Kaidusa, or Kai for short, is a 31-year-old Hong Kong-based illustrator and watercolour painter, born in Geel, Belgium, to a Belgian father and a Chinese mother.
Though he was born in Belgium, the artist, whose real name is Tim Jules, grew up mostly in Shanghai, Taiwan, Abu Dhabi, and Egypt, before finishing his high school in Los Angeles in the United States.
During high school, Kai took up an interest in expressing himself through poetry and art class. Art originally started as a safe haven, a space to explore and express his inner world, and also a physically safe place from the bullying that is often so prevalent in schools.
It wasn’t until he started at Santa Monica Community College, that he really started taking a keen interest in art as a future career goal. Taking on many art classes, Kai eventually transferred to Paris College of Art, formerly Parson’s Paris for three more years of studying, in Paris, France, before graduating with a Bachelor’s of Illustration degree.
He then moved to Strasbourg, France for a year before finally deciding to spend three years traveling around Asia while using Hong Kong as a sort of home base between travels. During his three years in Asia, he strayed a bit from illustration and decided to take watercolor painting more seriously, landing his first solo show in the summer of 2019 as well as participating in a couple of group shows as well.
Here is a selection of his art and some of his inspiration behind his works. Enjoy!

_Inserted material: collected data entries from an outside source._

//! OkLab: perceptually uniform Cartesian color space.
//!
//! # Pipeline
//!
//! ```text
//! sRGB --eotf--> linear RGB --RGB_TO_LMS--> LMS --cbrt--> LMS' --LMS_TO_OKLAB--> OkLab
//! sRGB <--oetf-- linear RGB <--LMS_TO_RGB-- LMS <--cube-- LMS' <--OKLAB_TO_LMS-- OkLab
//! ```
//!
//! The matrices are the high-precision variants used by existing OkLab
//! tooling. They are reproduced digit for digit; changing a single constant
//! breaks interoperability of stored OkLab values.

use std::fmt;

use okshade_math::{ColorTriple, Mat3, Triple, impl_color_ops};

use crate::{Srgb, transfer};

/// Linear sRGB -> LMS cone response.
pub const RGB_TO_LMS: Mat3 = Mat3::from_rows([
    [0.41224204988807, 0.53626162185168, 0.05142804288870],
    [0.21194297298929, 0.68070218481804, 0.10737408156507],
    [0.08835888958899, 0.28184744754987, 0.63012965338243],
]);

/// Non-linear LMS -> OkLab.
pub const LMS_TO_OKLAB: Mat3 = Mat3::from_rows([
    [0.21045425666795, 0.79361779015852, -0.00407204682647],
    [1.97799849510000, -2.42859220500000, 0.45059370990000],
    [0.02590402925006, 0.78277173659806, -0.80867576584811],
]);

/// OkLab -> non-linear LMS.
pub const OKLAB_TO_LMS: Mat3 = Mat3::from_rows([
    [1.0, 0.39633779217377, 0.21580375806076],
    [1.0, -0.10556134232366, -0.06385417477171],
    [1.0, -0.08948418209497, -1.29148553786409],
]);

/// LMS -> linear sRGB.
pub const LMS_TO_RGB: Mat3 = Mat3::from_rows([
    [4.07653881638861, -3.30709682773943, 0.23082245163012],
    [-1.26860625095165, 2.60974767679763, -0.34116363525495],
    [-0.00419756377401, -0.70356840947339, 1.70720561792434],
]);

/// Gamma-encoded sRGB components to OkLab components.
#[inline]
pub(crate) fn srgb_to_lab(rgb: Triple) -> Triple {
    let linear = rgb.map(transfer::eotf);
    let lms = (RGB_TO_LMS * linear).map(f64::cbrt);
    LMS_TO_OKLAB * lms
}

/// OkLab components to gamma-encoded sRGB components. No clamping.
#[inline]
pub(crate) fn lab_to_srgb(lab: Triple) -> Triple {
    let lms = (OKLAB_TO_LMS * lab).map(|v| v * v * v);
    let linear = LMS_TO_RGB * lms;
    linear.map(transfer::oetf)
}

/// How [`OkLab::distance`] compares two colors.
#[derive(Debug, Clone, Copy, PartialEq, Eq, Default)]
pub enum DistanceMode {
    /// Euclidean distance over `(L, a, b)`.
    #[default]
    Euclidean,
    /// Absolute lightness difference only. Cheaper, ignores hue and chroma.
    Lightness,
}

/// OkLab color.
///
/// `l` is perceptual lightness (0 black, 1 white for in-gamut colors),
/// `a` and `b` are signed green-red and blue-yellow offsets.
///
/// # Example
///
/// ```rust
/// use okshade_color::{OkLab, Srgb};
///
/// let lab = OkLab::from_srgb(Srgb::new(0.2, 0.4, 0.6));
/// let back = lab.to_srgb();
/// assert!((back.g - 0.4).abs() < 1e-9);
/// ```
#[derive(Debug, Clone, Copy, PartialEq, Default)]
#[cfg_attr(feature = "serde", derive(serde::Serialize, serde::Deserialize))]
pub struct OkLab {
    /// Lightness.
    pub l: f64,
    /// Green-red axis.
    pub a: f64,
    /// Blue-yellow axis.
    pub b: f64,
}

impl OkLab {
    /// Creates a new color.
    #[inline]
    pub const fn new(l: f64, a: f64, b: f64) -> Self {
        Self { l, a, b }
    }

    /// Converts from gamma-encoded sRGB.
    pub fn from_srgb(srgb: Srgb) -> Self {
        Self::from_triple(srgb_to_lab(srgb.to_triple()))
    }

    /// Converts to gamma-encoded sRGB. The result may lie outside `[0, 1]`.
    pub fn to_srgb(self) -> Srgb {
        Srgb::from_triple(lab_to_srgb(self.to_triple()))
    }

    /// Returns true if the color maps inside the sRGB cube.
    #[inline]
    pub fn is_inside_srgb(&self) -> bool {
        self.to_srgb().is_inside()
    }

    /// Distance between two colors. Symmetric and non-negative.
    ///
    /// # Example
    ///
    /// ```rust
    /// use okshade_color::{DistanceMode, OkLab};
    ///
    /// let x = OkLab::new(0.5, 0.3, 0.0);
    /// let y = OkLab::new(0.2, 0.0, 0.4);
    /// assert!((OkLab::distance(x, y, DistanceMode::Euclidean) - 0.5830951894845301).abs() < 1e-12);
    /// assert!((OkLab::distance(x, y, DistanceMode::Lightness) - 0.3).abs() < 1e-12);
    /// ```
    pub fn distance(x: OkLab, y: OkLab, mode: DistanceMode) -> f64 {
        match mode {
            DistanceMode::Lightness => (x.l - y.l).abs(),
            DistanceMode::Euclidean => (x - y).to_triple().length(),
        }
    }

    /// Euclidean distance to `other`.
    #[inline]
    pub fn delta_e(self, other: OkLab) -> f64 {
        Self::distance(self, other, DistanceMode::Euclidean)
    }
}

impl ColorTriple for OkLab {
    #[inline]
    fn to_triple(self) -> Triple {
        Triple::new(self.l, self.a, self.b)
    }

    #[inline]
    fn from_triple(t: Triple) -> Self {
        Self::new(t.a, t.b, t.c)
    }
}

impl_color_ops!(OkLab);

impl fmt::Display for OkLab {
    fn fmt(&self, f: &mut fmt::Formatter<'_>) -> fmt::Result {
        fmt::Display::fmt(&self.to_triple(), f)
    }
}

impl From<Srgb> for OkLab {
    fn from(srgb: Srgb) -> Self {
        Self::from_srgb(srgb)
    }
}

impl From<OkLab> for Srgb {
    fn from(lab: OkLab) -> Self {
        lab.to_srgb()
    }
}

#[cfg(test)]
mod tests {
    use super::*;
    use approx::assert_abs_diff_eq;

    #[test]
    fn test_white_and_black() {
        let white = OkLab::from_srgb(Srgb::WHITE);
        assert_abs_diff_eq!(white.l, 1.0, epsilon = 1e-6);
        assert_abs_diff_eq!(white.a, 0.0, epsilon = 1e-4);
        assert_abs_diff_eq!(white.b, 0.0, epsilon = 1e-4);

        let black = OkLab::from_srgb(Srgb::BLACK);
        assert_eq!(black, OkLab::new(0.0, 0.0, 0.0));
    }

    #[test]
    fn test_primaries() {
        let red = OkLab::from_srgb(Srgb::new(1.0, 0.0, 0.0));
        assert_abs_diff_eq!(red.l, 0.627987, epsilon = 1e-5);
        assert_abs_diff_eq!(red.a, 0.224840, epsilon = 1e-5);
        assert_abs_diff_eq!(red.b, 0.125799, epsilon = 1e-5);

        let blue = OkLab::from_srgb(Srgb::new(0.0, 0.0, 1.0));
        assert_abs_diff_eq!(blue.l, 0.451978, epsilon = 1e-5);
        assert_abs_diff_eq!(blue.b, -0.311611, epsilon = 1e-5);
    }

    #[test]
    fn test_matches_reference_expression_order() {
        // Hand-expanded first row of the forward pipeline for mid gray.
        let v = ((0.5_f64 + 0.055) / 1.055).powf(2.4);
        let l = (0.41224204988807 * v + 0.53626162185168 * v + 0.05142804288870 * v).cbrt();
        let m = (0.21194297298929 * v + 0.68070218481804 * v + 0.10737408156507 * v).cbrt();
        let s = (0.08835888958899 * v + 0.28184744754987 * v + 0.63012965338243 * v).cbrt();
        let expected = 0.21045425666795 * l + 0.79361779015852 * m - 0.00407204682647 * s;

        let lab = OkLab::from_srgb(Srgb::new(0.5, 0.5, 0.5));
        assert_eq!(lab.l, expected);
    }

    #[test]
    fn test_roundtrip() {
        let c = Srgb::new(0.9, 0.1, 0.35);
        let back = OkLab::from_srgb(c).to_srgb();
        assert_abs_diff_eq!(back.r, c.r, epsilon = 1e-9);
        assert_abs_diff_eq!(back.g, c.g, epsilon = 1e-9);
        assert_abs_diff_eq!(back.b, c.b, epsilon = 1e-9);
    }

    #[test]
    fn test_is_inside_srgb() {
        assert!(OkLab::new(0.5, 0.0, 0.0).is_inside_srgb());
        assert!(!OkLab::new(0.5, 0.4, 0.0).is_inside_srgb());
        assert!(!OkLab::new(1.5, 0.0, 0.0).is_inside_srgb());
    }

    #[test]
    fn test_distance() {
        let x = OkLab::new(0.5, 0.1, -0.1);
        let y = OkLab::new(0.7, -0.1, 0.0);
        let d = OkLab::distance(x, y, DistanceMode::Euclidean);
        assert_abs_diff_eq!(d, 0.3, epsilon = 1e-12);
        assert_eq!(d, OkLab::distance(y, x, DistanceMode::Euclidean));
        assert_abs_diff_eq!(OkLab::distance(x, y, DistanceMode::Lightness), 0.2, epsilon = 1e-12);
        assert_eq!(x.delta_e(x), 0.0);
    }

    #[test]
    fn test_arithmetic_has_no_postcondition() {
        let x = OkLab::new(0.5, 0.1, -0.2) + OkLab::new(0.1, 0.1, -10.0);
        assert_abs_diff_eq!(x.l, 0.6, epsilon = 1e-12);
        assert_abs_diff_eq!(x.b, -10.2, epsilon = 1e-12);
        assert_eq!(OkLab::new(1.0, 2.0, 3.0) * 2.0, OkLab::new(2.0, 4.0, 6.0));
    }
}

Watercolor on cold press paper
Paradise in hell speaks to the temptations of the world. How especially in difficult times people can seek comfort in things that are perhaps are not great for them, such as drinking, smoking, drugs, overeating, etc.
But this isn’t just hopelessness either. The symbolism of the flamingos also comes from the fact that flamingos often live and thrive on inhospitable toxic saline lakes. There is life that flourishes from harsh experiences.

Digital illustration
This piece is a tamer example of some of my digital work that often goes into glaring details of the nocturnal activities of gay night life. My digital work is often a social reflection or commentary of the experiences that are either personal, or that I hear about through friends or peripheral social network.
I like to draw and shine a comedic light on the experience of being gay because I feel so often there has in recent times been this reaching for a more heteronormative model of gay relationships, which of course is great for those who want to go down that path. But I also don’t want it to come at the expense of forgetting or looking down on perhaps the more hyper sexual or subculture aspects of the gay community.
This particular piece perhaps doesn’t really illustrate what I just said, but it’s more of a preview of my other more explicit works.

Watercolor on cold press paper
This watercolor painting was done as a means of therapy in the sense that the repetitive layers needed to achieve the density of foliage created a kind of repetitive action that took my mind out of anxiety. Also, it served as a means of expressing the sense of anxiety and discomfort the circumstances of this year have brought on. There’s a figure that appears to be lost and possibly given up, but the view can see beyond at the light, perhaps a way out. The road is paved with carnivorous plants. There’s a sense of peace or stress, depending on the way the viewer looks at it. Is the figure resting, or has he actually given up?

Digital illustration
2020 has been a collectively difficult year for everyone. And it has affected people in a multitude of ways. Social Distancing is honing in on this idea of social isolation and how that has only highlighted and perhaps exasperated issues of mental health.
In the work, the figure is seen clasping his head in a somber mood. He is surrounded by life, yet none of it seems to bring him joy, and the light of the day is rapidly fading. It is often very characteristic of my work to look into darker aspects of emotions and emotional wellbeing, but colouring it in what some would deem happier, brighter colors.
I took inspiration for this by watching a lot of nature documentaries about venomous and poisonous animals and noticed that they are most often brightly coloured. When I first started painting when I was 16, I would often use black, white and red to display images of sadness, but after being influenced by those nature documentaries, the colour palette really opened up to me.

Watercolor on cold press paper
Insatiable is both a celebration of colour and desire, in the sense that I was inspired by oarfish and the craze of the house plant Pink Princess. The oarfish is a mysterious sea serpent of sorts and I took the liberty of making it more fantastically coloured. The Pink Princess Philodendron is a house plant that for a time and possibly is still a very popularly sought after house plant with eye-watering prices.
This piece is about a desire for that which is mysterious as well as that which is popular, and how one’s appetite for both can never seem to be satisfied.